» **WHAT YOU ARE ASKED TO DO**
Your answer should be the data below, reproduced with nothing changed.

» **DATASET RECORDS**

impl FilterExtractor {
    pub fn new(domain: Domain, lexicon: Arc<Lexicon>) -> Self {
        Self {
            domain,
            lexicon,
            geocoder: None,
        }
    }

    pub fn with_geocoder(mut self, geocoder: Arc<dyn Geocoder>) -> Self {
        self.geocoder = Some(geocoder);
        self
    }

    /// Extract every filter the question supports. Never errors; an empty
    /// or clarification-carrying set is a valid outcome.
    #[instrument(skip(self), fields(domain = %self.domain))]
    pub async fn extract(&self, question: &str) -> FilterSet {
        let mut filters = FilterSet::new(question);
        filters.shape = detect_shape(question);
        filters.time = extract_time(question, self.domain);

        let tokens = tokenize(question);
        let mut used = vec![false; tokens.len()];

        // Categories first so metric/gas words are consumed before the
        // location pass can fuzzy-match them.
        for category in self.categories_to_scan() {
            let scan = self.scan(&tokens, &mut used, category, false);
            for (text, outcome) in scan {
                match outcome {
                    ResolveOutcome::Match(r) => filters.categories.push(ResolvedCategory {
                        canonical_id: r.canonical_id,
                        category,
                        confidence: r.confidence,
                    }),
                    ResolveOutcome::Ambiguous { candidates } => {
                        filters.clarification.get_or_insert(clarification_message(
                            &text, &candidates,
                        ));
                    }
                    ResolveOutcome::NoMatch => unreachable!("scan only yields hits"),
                }
            }
        }

        let location_scan = self.scan(&tokens, &mut used, Category::Location, true);
        for (text, outcome) in location_scan {
            match outcome {
                ResolveOutcome::Match(r) => filters.locations.push(ResolvedLocation {
                    canonical_id: r.canonical_id,
                    confidence: r.confidence,
                    via_geocoder: false,
                }),
                ResolveOutcome::Ambiguous { candidates } => {
                    filters
                        .clarification
                        .get_or_insert(clarification_message(&text, &candidates));
                }
                ResolveOutcome::NoMatch => unreachable!("scan only yields hits"),
            }
        }

        if filters.locations.is_empty() && filters.clarification.is_none() {
            self.geocode_fallback(&tokens, &used, &mut filters).await;
        }

        filters.comparison = extract_comparison(question, &filters);
        debug!(
            locations = filters.locations.len(),
            categories = filters.categories.len(),
            time = ?filters.time,
            shape = ?filters.shape,
            "extraction complete"
        );
        filters
    }

    fn categories_to_scan(&self) -> Vec<Category> {
        match self.domain {
            Domain::DisasterCosts => vec![Category::IncidentType, Category::Metric],
            Domain::Assistance => vec![Category::Metric, Category::IncidentType],
            Domain::Reanalysis => vec![Category::Metric],
            Domain::Emissions => vec![Category::Gas],
        }
    }

    /// Longest-first n-gram scan over unconsumed tokens. Yields every hit
    /// (match or ambiguity) and marks its tokens consumed.
    fn scan(
        &self,
        tokens: &[Token],
        used: &mut [bool],
        category: Category,
        stopword_guard: bool,
    ) -> Vec<(String, ResolveOutcome)> {
        let max_n = self.lexicon.max_surface_words(category).min(tokens.len());
        let mut hits = Vec::new();
        for n in (1..=max_n).rev() {
            let mut start = 0;
            while start + n <= tokens.len() {
                if used[start..start + n].iter().any(|u| *u) {
                    start += 1;
                    continue;
                }
                let window = &tokens[start..start + n];
                if stopword_guard && !location_candidate(window) {
                    start += 1;
                    continue;
                }
                let gram = window
                    .iter()
                    .map(|t| t.lower.as_str())
                    .collect::<Vec<_>>()
                    .join(" ");
                // Fuzzy scores on bare short words or on windows holding a
                // stopword are phrasing noise; those match exactly or not
                // at all.
                let exact_only = (n == 1 && window[0].lower.len() < 4)
                    || window.iter().any(|t| STOPWORDS.contains(t.lower.as_str()));
                let outcome = if exact_only {
                    match self.lexicon.resolve(&gram, category) {
                        ResolveOutcome::Match(r) if r.confidence == 1.0 => {
                            ResolveOutcome::Match(r)
                        }
                        _ => ResolveOutcome::NoMatch,
                    }
                } else {
                    self.lexicon.resolve(&gram, category)
                };
                match outcome {
                    ResolveOutcome::NoMatch => start += 1,
                    hit => {
                        for slot in &mut used[start..start + n] {
                            *slot = true;
                        }
                        hits.push((gram, hit));
                        start += n;
                    }
                }
            }
        }
        hits
    }

    /// Ask the geocoder about leftover candidate words when the lexicon
    /// recognized no place. Failures only mean no location is added.
    async fn geocode_fallback(&self, tokens: &[Token], used: &[bool], filters: &mut FilterSet) {
        if self.domain != Domain::Reanalysis {
            return;
        }
        let Some(geocoder) = &self.geocoder else {
            return;
        };
        let candidates: Vec<&str> = tokens
            .iter()
            .zip(used)
            .filter(|(t, consumed)| {
                !**consumed
                    && t.lower.len() >= 4
                    && !STOPWORDS.contains(t.lower.as_str())
                    && t.lower.chars().next().is_some_and(|c| c.is_alphabetic())
            })
            .map(|(t, _)| t.lower.as_str())
            .take(MAX_GEOCODE_CANDIDATES)
            .collect();

        for candidate in candidates {
            match geocoder.lookup(candidate, &REANALYSIS_COUNTRY_CODES).await {
                Ok(Some(place)) => {
                    debug!(candidate, place = %place.name, "geocoder confirmed location");
                    filters.locations.push(ResolvedLocation {
                        canonical_id: place.name,
                        confidence: GEOCODER_CONFIDENCE,
                        via_geocoder: true,
                    });
                    return;
                }
                Ok(None) => {}
                Err(err) => {
                    debug!(candidate, %err, "geocoder unavailable");
                    return;
                }
            }
        }
    }
}

/// A token window qualifies as a place-name candidate unless it is entirely
/// stopwords; uppercase tokens (state/country codes) always qualify.
fn location_candidate(window: &[Token]) -> bool {
    window
        .iter()
        .any(|t| t.all_upper || !STOPWORDS.contains(t.lower.as_str()))
}

fn detect_shape(question: &str) -> QuestionShape {
    if COMPARE_PATTERN.is_match(question) {
        QuestionShape::Compare
    } else if COUNT_PATTERN.is_match(question) {
        QuestionShape::Count
    } else if AVERAGE_PATTERN.is_match(question) {
        QuestionShape::Average
    } else if SUM_PATTERN.is_match(question) {
        QuestionShape::Sum
    } else {
        QuestionShape::Lookup
    }
}

fn extract_comparison(question: &str, filters: &FilterSet) -> Option<Comparison> {
    let caps = COMPARISON_PATTERN.captures(question)?;
    let phrase = caps[1].to_lowercase();
    let op = match phrase.split_whitespace().collect::<Vec<_>>().join(" ").as_str() {
        "more than" | "greater than" | "over" | "exceeding" => CmpOp::Gt,
        "less than" | "under" | "below" => CmpOp::Lt,
        "at least" => CmpOp::Ge,
        "at most" => CmpOp::Le,
        _ => return None,
    };
    let raw = caps[2].replace(',', "");
    let mut value: f64 = raw.parse().ok()?;
    match caps.get(3).map(|m| m.as_str().to_lowercase()) {
        Some(m) if m == "thousand" => value *= 1e3,
        Some(m) if m == "million" => value *= 1e6,
        Some(m) if m == "billion" => value *= 1e9,
        _ => {}
    }

    // A bare 4-digit number already claimed as the year is time language,
    // not a threshold ("after 2015").
    if let Some(TimeFilter::Point { year, .. } | TimeFilter::Range { start: year, .. }) =
        filters.time
    {
        if caps.get(3).is_none() && value == f64::from(year) {
            return None;
        }
    }

    let column_hint = filters
        .categories_of(Category::Metric)
        .first()
        .map(|c| c.canonical_id.clone());
    Some(Comparison {
        op,
        value,
        column_hint,
    })
}

fn clarification_message(text: &str, candidates: &[String]) -> String {
    format!("'{}' is ambiguous: did you mean {}?", text, candidates.join(" or "))
}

» **THE ANSWER**
impl FilterExtractor {
    pub fn new(domain: Domain, lexicon: Arc<Lexicon>) -> Self {
        Self {
            domain,
            lexicon,
            geocoder: None,
        }
    }

    pub fn with_geocoder(mut self, geocoder: Arc<dyn Geocoder>) -> Self {
        self.geocoder = Some(geocoder);
        self
    }

    /// Extract every filter the question supports. Never errors; an empty
    /// or clarification-carrying set is a valid outcome.
    #[instrument(skip(self), fields(domain = %self.domain))]
    pub async fn extract(&self, question: &str) -> FilterSet {
        let mut filters = FilterSet::new(question);
        filters.shape = detect_shape(question);
        filters.time = extract_time(question, self.domain);

        let tokens = tokenize(question);
        let mut used = vec![false; tokens.len()];

        // Categories first so metric/gas words are consumed before the
        // location pass can fuzzy-match them.
        for category in self.categories_to_scan() {
            let scan = self.scan(&tokens, &mut used, category, false);
            for (text, outcome) in scan {
                match outcome {
                    ResolveOutcome::Match(r) => filters.categories.push(ResolvedCategory {
                        canonical_id: r.canonical_id,
                        category,
                        confidence: r.confidence,
                    }),
                    ResolveOutcome::Ambiguous { candidates } => {
                        filters.clarification.get_or_insert(clarification_message(
                            &text, &candidates,
                        ));
                    }
                    ResolveOutcome::NoMatch => unreachable!("scan only yields hits"),
                }
            }
        }

        let location_scan = self.scan(&tokens, &mut used, Category::Location, true);
        for (text, outcome) in location_scan {
            match outcome {
                ResolveOutcome::Match(r) => filters.locations.push(ResolvedLocation {
                    canonical_id: r.canonical_id,
                    confidence: r.confidence,
                    via_geocoder: false,
                }),
                ResolveOutcome::Ambiguous { candidates } => {
                    filters
                        .clarification
                        .get_or_insert(clarification_message(&text, &candidates));
                }
                ResolveOutcome::NoMatch => unreachable!("scan only yields hits"),
            }
        }

        if filters.locations.is_empty() && filters.clarification.is_none() {
            self.geocode_fallback(&tokens, &used, &mut filters).await;
        }

        filters.comparison = extract_comparison(question, &filters);
        debug!(
            locations = filters.locations.len(),
            categories = filters.categories.len(),
            time = ?filters.time,
            shape = ?filters.shape,
            "extraction complete"
        );
        filters
    }

    fn categories_to_scan(&self) -> Vec<Category> {
        match self.domain {
            Domain::DisasterCosts => vec![Category::IncidentType, Category::Metric],
            Domain::Assistance => vec![Category::Metric, Category::IncidentType],
            Domain::Reanalysis => vec![Category::Metric],
            Domain::Emissions => vec![Category::Gas],
        }
    }

    /// Longest-first n-gram scan over unconsumed tokens. Yields every hit
    /// (match or ambiguity) and marks its tokens consumed.
    fn scan(
        &self,
        tokens: &[Token],
        used: &mut [bool],
        category: Category,
        stopword_guard: bool,
    ) -> Vec<(String, ResolveOutcome)> {
        let max_n = self.lexicon.max_surface_words(category).min(tokens.len());
        let mut hits = Vec::new();
        for n in (1..=max_n).rev() {
            let mut start = 0;
            while start + n <= tokens.len() {
                if used[start..start + n].iter().any(|u| *u) {
                    start += 1;
                    continue;
                }
                let window = &tokens[start..start + n];
                if stopword_guard && !location_candidate(window) {
                    start += 1;
                    continue;
                }
                let gram = window
                    .iter()
                    .map(|t| t.lower.as_str())
                    .collect::<Vec<_>>()
                    .join(" ");
                // Fuzzy scores on bare short words or on windows holding a
                // stopword are phrasing noise; those match exactly or not
                // at all.
                let exact_only = (n == 1 && window[0].lower.len() < 4)
                    || window.iter().any(|t| STOPWORDS.contains(t.lower.as_str()));
                let outcome = if exact_only {
                    match self.lexicon.resolve(&gram, category) {
                        ResolveOutcome::Match(r) if r.confidence == 1.0 => {
                            ResolveOutcome::Match(r)
                        }
                        _ => ResolveOutcome::NoMatch,
                    }
                } else {
                    self.lexicon.resolve(&gram, category)
                };
                match outcome {
                    ResolveOutcome::NoMatch => start += 1,
                    hit => {
                        for slot in &mut used[start..start + n] {
                            *slot = true;
                        }
                        hits.push((gram, hit));
                        start += n;
                    }
                }
            }
        }
        hits
    }

    /// Ask the geocoder about leftover candidate words when the lexicon
    /// recognized no place. Failures only mean no location is added.
    async fn geocode_fallback(&self, tokens: &[Token], used: &[bool], filters: &mut FilterSet) {
        if self.domain != Domain::Reanalysis {
            return;
        }
        let Some(geocoder) = &self.geocoder else {
            return;
        };
        let candidates: Vec<&str> = tokens
            .iter()
            .zip(used)
            .filter(|(t, consumed)| {
                !**consumed
                    && t.lower.len() >= 4
                    && !STOPWORDS.contains(t.lower.as_str())
                    && t.lower.chars().next().is_some_and(|c| c.is_alphabetic())
            })
            .map(|(t, _)| t.lower.as_str())
            .take(MAX_GEOCODE_CANDIDATES)
            .collect();

        for candidate in candidates {
            match geocoder.lookup(candidate, &REANALYSIS_COUNTRY_CODES).await {
                Ok(Some(place)) => {
                    debug!(candidate, place = %place.name, "geocoder confirmed location");
                    filters.locations.push(ResolvedLocation {
                        canonical_id: place.name,
                        confidence: GEOCODER_CONFIDENCE,
                        via_geocoder: true,
                    });
                    return;
                }
                Ok(None) => {}
                Err(err) => {
                    debug!(candidate, %err, "geocoder unavailable");
                    return;
                }
            }
        }
    }
}

/// A token window qualifies as a place-name candidate unless it is entirely
/// stopwords; uppercase tokens (state/country codes) always qualify.
fn location_candidate(window: &[Token]) -> bool {
    window
        .iter()
        .any(|t| t.all_upper || !STOPWORDS.contains(t.lower.as_str()))
}

fn detect_shape(question: &str) -> QuestionShape {
    if COMPARE_PATTERN.is_match(question) {
        QuestionShape::Compare
    } else if COUNT_PATTERN.is_match(question) {
        QuestionShape::Count
    } else if AVERAGE_PATTERN.is_match(question) {
        QuestionShape::Average
    } else if SUM_PATTERN.is_match(question) {
        QuestionShape::Sum
    } else {
        QuestionShape::Lookup
    }
}

fn extract_comparison(question: &str, filters: &FilterSet) -> Option<Comparison> {
    let caps = COMPARISON_PATTERN.captures(question)?;
    let phrase = caps[1].to_lowercase();
    let op = match phrase.split_whitespace().collect::<Vec<_>>().join(" ").as_str() {
        "more than" | "greater than" | "over" | "exceeding" => CmpOp::Gt,
        "less than" | "under" | "below" => CmpOp::Lt,
        "at least" => CmpOp::Ge,
        "at most" => CmpOp::Le,
        _ => return None,
    };
    let raw = caps[2].replace(',', "");
    let mut value: f64 = raw.parse().ok()?;
    match caps.get(3).map(|m| m.as_str().to_lowercase()) {
        Some(m) if m == "thousand" => value *= 1e3,
        Some(m) if m == "million" => value *= 1e6,
        Some(m) if m == "billion" => value *= 1e9,
        _ => {}
    }

    // A bare 4-digit number already claimed as the year is time language,
    // not a threshold ("after 2015").
    if let Some(TimeFilter::Point { year, .. } | TimeFilter::Range { start: year, .. }) =
        filters.time
    {
        if caps.get(3).is_none() && value == f64::from(year) {
            return None;
        }
    }

    let column_hint = filters
        .categories_of(Category::Metric)
        .first()
        .map(|c| c.canonical_id.clone());
    Some(Comparison {
        op,
        value,
        column_hint,
    })
}

fn clarification_message(text: &str, candidates: &[String]) -> String {
    format!("'{}' is ambiguous: did you mean {}?", text, candidates.join(" or "))
}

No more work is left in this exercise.